Elon Musk still wants to buy Twitter, even for the original sale price of  $44 billion, but he’d like to know precisely what he’d be getting. 

The haggling point and the reason he pulled his offer in July centers solely around his attempt to determine how many Twitter users are bogus spam bots and how many are actual humans. 

Musk believes Twitter is being misleading at best and flat-out lying at worst, which would constitute fraud and a breach of contract.  

Andrea Stroppa is a cybersecurity expert who works in data analysis. She is one of 118 people in the world that Musk follows on Twitter, so she’s very intelligent. She sent a series of tweets that said the following: 

“2/ When @elonmusk requested more information about spam and fake accounts; Twitter provided a vague response. Then provided outdated data; Then offered a fake data set (not real “firehose”); 

Then provided a cleaned data set where they already suspended the malicious accounts;”

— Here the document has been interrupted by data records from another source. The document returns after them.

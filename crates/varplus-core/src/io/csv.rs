//! CSV text interchange for two-axis tables
//!
//! One line per row, comma-separated. Cells read back as an integer if they
//! parse as one, else a float, else the raw text; an empty cell is `Null`.

use csv::{ReaderBuilder, Terminator, WriterBuilder};

use crate::dense::NdArray;
use crate::error::{Result, TableError};
use crate::nested::Nested;
use crate::value::Value;

impl NdArray {
    /// Encode a two-axis table as CSV text without a trailing newline
    ///
    /// `Null` is written as an empty cell. Cells containing a comma, quote
    /// or newline are quoted. A table with no rows or no columns encodes as
    /// the empty string.
    ///
    /// # Errors
    ///
    /// Returns [`TableError::DimensionMismatch`] unless the table has exactly
    /// two axes.
    ///
    /// # Examples
    ///
    /// ```
    /// use varplus_core::NdArray;
    ///
    /// let table = NdArray::from_nested([[1, 2, 3], [4, 5, 6]]).unwrap();
    /// assert_eq!(table.to_csv().unwrap(), "1,2,3\n4,5,6");
    /// ```
    pub fn to_csv(&self) -> Result<String> {
        if self.ndim() != 2 {
            return Err(TableError::dimension(format!(
                "CSV export only works on 2D tables, got {} dimensions",
                self.ndim()
            )));
        }
        let cols = self.shape[1];
        if self.is_empty() {
            return Ok(String::new());
        }

        let mut writer = WriterBuilder::new()
            .has_headers(false)
            .terminator(Terminator::Any(b'\n'))
            .from_writer(Vec::new());
        for row in self.data.chunks(cols) {
            writer.write_record(row.iter().map(format_cell))?;
        }
        let bytes = writer
            .into_inner()
            .map_err(|e| TableError::Io(e.into_error()))?;
        let mut text = String::from_utf8(bytes)
            .map_err(|e| TableError::Io(std::io::Error::new(std::io::ErrorKind::InvalidData, e)))?;
        if text.ends_with('\n') {
            text.pop();
        }
        Ok(text)
    }

    /// Parse CSV text into a two-axis table
    ///
    /// Blank lines are skipped; empty input gives [`NdArray::empty`].
    ///
    /// # Errors
    ///
    /// - [`TableError::Shape`] if the rows have different lengths
    /// - [`TableError::Csv`] for malformed quoting
    ///
    /// # Examples
    ///
    /// ```
    /// use varplus_core::{NdArray, Value};
    ///
    /// let table = NdArray::from_csv("1,2.5,x\n4,,6").unwrap();
    /// assert_eq!(table.shape(), &[2, 3]);
    /// assert_eq!(table.get(&[0, 1]).unwrap(), &Value::Float(2.5));
    /// assert_eq!(table.get(&[0, 2]).unwrap(), &Value::from("x"));
    /// assert_eq!(table.get(&[1, 1]).unwrap(), &Value::Null);
    ///
    /// assert!(NdArray::from_csv("1,2\n3").unwrap_err().is_shape());
    /// ```
    pub fn from_csv(text: &str) -> Result<Self> {
        let mut reader = ReaderBuilder::new()
            .has_headers(false)
            .flexible(true)
            .from_reader(text.as_bytes());

        let mut rows = Vec::new();
        for record in reader.records() {
            let record = record?;
            rows.push(Nested::List(
                record.iter().map(|cell| Nested::Leaf(parse_cell(cell))).collect(),
            ));
        }
        if rows.is_empty() {
            return Ok(NdArray::empty());
        }
        tracing::debug!(rows = rows.len(), "parsed CSV");
        NdArray::from_nested(Nested::List(rows))
    }
}

fn format_cell(value: &Value) -> String {
    match value {
        Value::Null => String::new(),
        other => other.to_string(),
    }
}

fn parse_cell(cell: &str) -> Value {
    let trimmed = cell.trim();
    if trimmed.is_empty() {
        return Value::Null;
    }
    if let Ok(i) = trimmed.parse::<i64>() {
        return Value::Int(i);
    }
    if let Ok(x) = trimmed.parse::<f64>() {
        return Value::Float(x);
    }
    Value::Text(cell.to_owned())
}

Musk responded to her tweet with this:

“Good summary of the problem. 

If Twitter simply provides their method of sampling 100 accounts and how they’re confirmed to be real, the deal should proceed on original terms.

However, if it turns out that their SEC filings are materially false, then it should not.”

Musk then went into full Elon mode and challenged the CEO of Twitter to a “public debate about the Twitter bot percentage.”  Whether you like Musk or not, a debate between him and Parag Agrawal would be akin to Conor McGregor challenging the 14th Dalai Lama to a smack-talking contest. No contest. 

Twitter has repeatedly told the SEC that an estimated 5% or less of user accounts are fake or spam. Musk thinks that’s a joke. 

The trial is set for October in Delaware. Agrawal is too submissive and shy to respond to the public debate challenge.